We’ll begin by examining government alternatives to the PPP loan. Government loans have fixed interest rates that are lower than what private financial institutions will typically offer. If you received a PPP loan and are in need of another small business loan, we recommend going through the Small Business Association (SBA). The SBA is a government-funded program entirely focused on assisting with small businesses’ finances. It is the only cabinet-level federal agency with the sole purpose of small business administration and finances. The SBA is the first channel to explore if you’re in need of PPP loan alternatives because it offers these excellent loans:
The SBA 7(a) program is the government’s most popular loan program. The SBA 7(a) loan is extremely versatile and can be used for nearly every business need, from purchasing real estate to securing working capital for inventory, equipment, or operations. The SBA 7(a) loan is substantial as well, capping out at $5 million.
Wondering if your business is eligible?
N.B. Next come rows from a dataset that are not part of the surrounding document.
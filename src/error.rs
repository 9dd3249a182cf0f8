use thiserror::Error;
use uuid::Uuid;

/// Rejected store mutations. Unknown ids are not errors; those operations are no-ops.
#[derive(Debug, Error, PartialEq)]
pub enum StoreError {
    #[error("time delta for task {task_id} must not be negative (got {delta}s)")]
    NegativeTime { task_id: Uuid, delta: i64 },
}

/// Rejected timer transitions
#[derive(Debug, Error, PartialEq)]
pub enum TimerError {
    #[error("timer is already active for task {active_task}")]
    AlreadyActive { active_task: Uuid },
}

/// Failures of the cross-store rules
#[derive(Debug, Error, PartialEq)]
pub enum CoordinationError {
    #[error("goal {goal_id} is a hybrid goal; completing a linked task needs an explicit progress amount")]
    HybridProgressRequired { goal_id: Uuid },

    #[error(transparent)]
    Store(#[from] StoreError),

    #[error(transparent)]
    Timer(#[from] TimerError),
}
use super::enums::{Theme, WeekStart};
use serde::{Deserialize, Serialize};

/// Default cap on tasks planned per day
pub const DEFAULT_MAX_DAILY_TASKS: u32 = 5;

/// User preferences
#[derive(Debug, Clone, PartialEq, Serialize, Deserialize)]
#[serde(rename_all = "camelCase", default)]
pub struct Settings {
    pub theme: Theme,
    pub reminder_enabled: bool,
    /// Local time of day as "HH:MM"
    pub reminder_time: String,
    pub week_starts_on: WeekStart,
    pub show_completed_tasks: bool,
    pub focus_mode: bool,
    pub sound_enabled: bool,
    pub vibration_enabled: bool,
    pub max_daily_tasks: u32,
}

impl Default for Settings {
    fn default() -> Self {
        Self {
            theme: Theme::System,
            reminder_enabled: true,
            reminder_time: "09:00".to_string(),
            week_starts_on: WeekStart::Monday,
            show_completed_tasks: true,
            focus_mode: false,
            sound_enabled: true,
            vibration_enabled: true,
            max_daily_tasks: DEFAULT_MAX_DAILY_TASKS,
        }
    }
}

impl Settings {
    pub fn apply(&mut self, patch: SettingsPatch) {
        if let Some(theme) = patch.theme {
            self.theme = theme;
        }
        if let Some(enabled) = patch.reminder_enabled {
            self.reminder_enabled = enabled;
        }
        if let Some(time) = patch.reminder_time {
            self.reminder_time = time;
        }
        if let Some(week_start) = patch.week_starts_on {
            self.week_starts_on = week_start;
        }
        if let Some(show) = patch.show_completed_tasks {
            self.show_completed_tasks = show;
        }
        if let Some(focus) = patch.focus_mode {
            self.focus_mode = focus;
        }
        if let Some(sound) = patch.sound_enabled {
            self.sound_enabled = sound;
        }
        if let Some(vibration) = patch.vibration_enabled {
            self.vibration_enabled = vibration;
        }
        // The cap must stay positive
        if let Some(max) = patch.max_daily_tasks.filter(|m| *m > 0) {
            self.max_daily_tasks = max;
        }
    }
}

/// Partial update for settings
#[derive(Debug, Clone, Default, PartialEq)]
pub struct SettingsPatch {
    pub theme: Option<Theme>,
    pub reminder_enabled: Option<bool>,
    pub reminder_time: Option<String>,
    pub week_starts_on: Option<WeekStart>,
    pub show_completed_tasks: Option<bool>,
    pub focus_mode: Option<bool>,
    pub sound_enabled: Option<bool>,
    pub vibration_enabled: Option<bool>,
    pub max_daily_tasks: Option<u32>,
}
In order to be eligible for the SBA 7(a) loan, you must:
- Be a for-profit business
- Be defined as a small business based on the SBA parameters
- Operate in the United States
- Have substantial invested equity
- Have used other financial resources and personal assets
- Demonstrate adequate need for the funds
- Justify the use of the funds
- Not be delinquent on existing loans to the U.S. government
Alternatively, the SBA also offers microloans. These loans go up to $50,000 and have lower eligibility requirements than the SBA 7(a) loan. Microloans are designed to have a faster turnaround time compared to the full SBA 7(a) because they’re driven to address specific and pressing business needs. Interest rates for microloans are typically between 8 and 13%. Interested in learning more about microloans? Click here.
Some of the best commercial alternatives to PPP loans include:
A business grant is money offered by governments, non-governmental organizations, trusts, foundations, and other sources. Unlike a loan, a grant is money that is freely given and doesn’t need to be paid back. The vast majority of grants have strict eligibility requirements and are tailored to specific industries. For government grants, check out this SBA page. We recommend researching commercial grants more specific to your industry online.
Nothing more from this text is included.